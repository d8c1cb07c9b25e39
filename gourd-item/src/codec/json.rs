use base64::{engine::general_purpose, Engine as _};
use gourd_nbt::NbtCompound;
use serde::{Deserialize, Serialize};

use crate::error::ItemError;
use crate::factory::ItemFactory;
use crate::item::Item;

/// Item id of an interchange record. Old records name the kind instead of numbering it.
#[derive(Serialize, Deserialize, Debug, Clone, PartialEq, Eq)]
#[serde(untagged)]
pub enum RecordId {
    Numeric(i32),
    Legacy(String),
}

/// Flat record used to move items through JSON.
///
/// At most one of the payload fields is expected. When several are present `nbt` wins over
/// `nbt_hex`, which wins over `nbt_b64`.
#[derive(Serialize, Deserialize, Debug, Clone, PartialEq, Eq)]
pub struct ItemRecord {
    pub id: RecordId,
    #[serde(default, skip_serializing_if = "is_zero")]
    pub damage: i16,
    #[serde(default = "default_count", skip_serializing_if = "is_one")]
    pub count: i32,
    #[serde(default, skip_serializing_if = "Option::is_none")]
    pub nbt: Option<Vec<u8>>,
    #[serde(default, skip_serializing_if = "Option::is_none")]
    pub nbt_hex: Option<String>,
    #[serde(default, skip_serializing_if = "Option::is_none")]
    pub nbt_b64: Option<String>,
}

fn is_zero(value: &i16) -> bool {
    *value == 0
}

fn is_one(value: &i32) -> bool {
    *value == 1
}

const fn default_count() -> i32 {
    1
}

#[derive(Debug, Clone, Copy, PartialEq, Eq, Default)]
pub enum PayloadEncoding {
    #[default]
    Base64,
    Hex,
}

impl ItemRecord {
    /// Decodes the tag payload. Empty payload fields count as missing.
    pub fn payload(&self) -> Result<Option<NbtCompound>, ItemError> {
        let bytes = if let Some(raw) = self.nbt.as_ref().filter(|raw| !raw.is_empty()) {
            raw.clone()
        } else if let Some(encoded) = self.nbt_hex.as_ref().filter(|hex| !hex.is_empty()) {
            hex::decode(encoded)?
        } else if let Some(encoded) = self.nbt_b64.as_ref().filter(|b64| !b64.is_empty()) {
            general_purpose::STANDARD.decode(encoded)?
        } else {
            return Ok(None);
        };

        let tag = NbtCompound::from_bytes(&bytes)?;
        Ok((!tag.is_empty()).then_some(tag))
    }
}

impl Item {
    /// Fails when the attached data holds a string too long for the tag encoding.
    pub fn json_serialize(&self) -> Result<ItemRecord, ItemError> {
        self.json_serialize_with(PayloadEncoding::Base64)
    }

    /// Like [`Item::json_serialize`], choosing which field carries the tag payload.
    pub fn json_serialize_with(&self, encoding: PayloadEncoding) -> Result<ItemRecord, ItemError> {
        let mut record = ItemRecord {
            id: RecordId::Numeric(self.get_id() as i32),
            damage: self.get_meta(),
            count: self.get_count(),
            nbt: None,
            nbt_hex: None,
            nbt_b64: None,
        };

        if let Some(tag) = self.get_named_tag() {
            let bytes = tag.to_bytes()?;
            match encoding {
                PayloadEncoding::Base64 => {
                    record.nbt_b64 = Some(general_purpose::STANDARD.encode(&bytes))
                }
                PayloadEncoding::Hex => record.nbt_hex = Some(hex::encode(&bytes)),
            }
        }

        Ok(record)
    }

    /// Builds an item from an interchange record.
    ///
    /// Legacy string ids the factory can't resolve give air, like they do in
    /// [`Item::nbt_deserialize`].
    pub fn json_deserialize(
        record: &ItemRecord,
        factory: &dyn ItemFactory,
    ) -> Result<Item, ItemError> {
        let tag = record.payload()?;
        match &record.id {
            RecordId::Numeric(id) => {
                let id = i16::try_from(*id).map_err(|_| ItemError::Construction { id: *id })?;
                Ok(factory.get(id, record.damage, record.count, tag.as_ref()))
            }
            RecordId::Legacy(name) => Ok(super::resolve_legacy(
                factory,
                name,
                record.damage,
                record.count,
                tag.as_ref(),
            )),
        }
    }
}

#[cfg(test)]
mod test {
    use super::*;
    use crate::factory::ItemRegistry;

    #[test]
    fn test_minimal_record() {
        let registry = ItemRegistry::vanilla().unwrap();
        let record = registry.get(1, 0, 1, None).json_serialize().unwrap();
        assert_eq!(
            serde_json::to_value(&record).unwrap(),
            serde_json::json!({ "id": 1 })
        );

        let record = registry.get(35, 3, 20, None).json_serialize().unwrap();
        assert_eq!(
            serde_json::to_value(&record).unwrap(),
            serde_json::json!({ "id": 35, "damage": 3, "count": 20 })
        );
    }

    #[test]
    fn test_defaults_when_missing() {
        let record: ItemRecord = serde_json::from_str(r#"{"id": 5}"#).unwrap();
        assert_eq!(record.id, RecordId::Numeric(5));
        assert_eq!(record.damage, 0);
        assert_eq!(record.count, 1);
        assert_eq!(record.payload().unwrap(), None);
    }

    #[test]
    fn test_payload_priority() {
        let registry = ItemRegistry::vanilla().unwrap();
        let mut named = registry.get(1, 0, 1, None);
        named.set_custom_name("from hex");
        let mut other = registry.get(1, 0, 1, None);
        other.set_custom_name("from b64");

        let mut record = named.json_serialize_with(PayloadEncoding::Hex).unwrap();
        record.nbt_b64 = other.json_serialize().unwrap().nbt_b64;
        let decoded = Item::json_deserialize(&record, &registry).unwrap();
        assert_eq!(decoded.get_custom_name(), "from hex");

        record.nbt_hex = Some(String::new());
        let decoded = Item::json_deserialize(&record, &registry).unwrap();
        assert_eq!(decoded.get_custom_name(), "from b64");

        record.nbt = Some(named.serialize_compound_tag().to_bytes().unwrap().to_vec());
        let decoded = Item::json_deserialize(&record, &registry).unwrap();
        assert_eq!(decoded.get_custom_name(), "from hex");
    }

    #[test]
    fn test_enchanted_book_payload() {
        let registry = ItemRegistry::vanilla().unwrap();
        let record: ItemRecord = serde_json::from_str(
            r#"{"id": 403, "nbt_b64": "CgkABGVuY2gKAAAAAQIAAmlkAA8CAANsdmwAAQAA"}"#,
        )
        .unwrap();
        let book = Item::json_deserialize(&record, &registry).unwrap();
        assert_eq!(book.get_vanilla_name(), "Enchanted Book");
        assert_eq!(
            book.enchantment_level(crate::enchantment::EnchantmentType::Efficiency),
            1
        );
        assert_eq!(book.json_serialize().unwrap(), record);
    }

    #[test]
    fn test_overlong_strings_are_refused() {
        let registry = ItemRegistry::vanilla().unwrap();
        let mut item = registry.get(1, 0, 1, None);
        item.set_lore(["x".repeat(70_000)]);
        assert!(matches!(
            item.json_serialize(),
            Err(ItemError::Nbt(gourd_nbt::Error::StringTooLong(70_000)))
        ));

        item.set_lore(["x".repeat(u16::MAX as usize)]);
        let record = item.json_serialize().unwrap();
        let decoded = Item::json_deserialize(&record, &registry).unwrap();
        assert_eq!(decoded, item);
    }

    #[test]
    fn test_bad_payloads() {
        let registry = ItemRegistry::vanilla().unwrap();
        let record: ItemRecord =
            serde_json::from_str(r#"{"id": 1, "nbt_hex": "zz"}"#).unwrap();
        assert!(matches!(
            Item::json_deserialize(&record, &registry),
            Err(ItemError::Hex(_))
        ));

        let record: ItemRecord =
            serde_json::from_str(r#"{"id": 1, "nbt_b64": "!!!"}"#).unwrap();
        assert!(matches!(
            Item::json_deserialize(&record, &registry),
            Err(ItemError::Base64(_))
        ));

        let record: ItemRecord = serde_json::from_str(r#"{"id": 1, "nbt": [10, 1]}"#).unwrap();
        assert!(matches!(
            Item::json_deserialize(&record, &registry),
            Err(ItemError::Nbt(_))
        ));
    }

    #[test]
    fn test_ids() {
        let registry = ItemRegistry::vanilla().unwrap();

        let record: ItemRecord = serde_json::from_str(r#"{"id": 70000}"#).unwrap();
        assert!(matches!(
            Item::json_deserialize(&record, &registry),
            Err(ItemError::Construction { id: 70000 })
        ));

        let record: ItemRecord =
            serde_json::from_str(r#"{"id": "minecraft:planks", "damage": 2, "count": 3}"#)
                .unwrap();
        let planks = Item::json_deserialize(&record, &registry).unwrap();
        assert_eq!((planks.get_id(), planks.get_meta(), planks.get_count()), (5, 2, 3));

        let record: ItemRecord = serde_json::from_str(r#"{"id": "minecraft:nope"}"#).unwrap();
        assert!(Item::json_deserialize(&record, &registry).unwrap().is_null());

        let record: ItemRecord = serde_json::from_str(r#"{"id": 4321}"#).unwrap();
        assert!(Item::json_deserialize(&record, &registry).unwrap().is_unknown());
    }
}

Prompt:
With the line containing "planks.get_count()), (5, 2, 3));" as the start, transcribe each line through the end of the listing above, exactly and only.

Answer space:
        assert_eq!((planks.get_id(), planks.get_meta(), planks.get_count()), (5, 2, 3));

        let record: ItemRecord = serde_json::from_str(r#"{"id": "minecraft:nope"}"#).unwrap();
        assert!(Item::json_deserialize(&record, &registry).unwrap().is_null());

        let record: ItemRecord = serde_json::from_str(r#"{"id": 4321}"#).unwrap();
        assert!(Item::json_deserialize(&record, &registry).unwrap().is_unknown());
    }
}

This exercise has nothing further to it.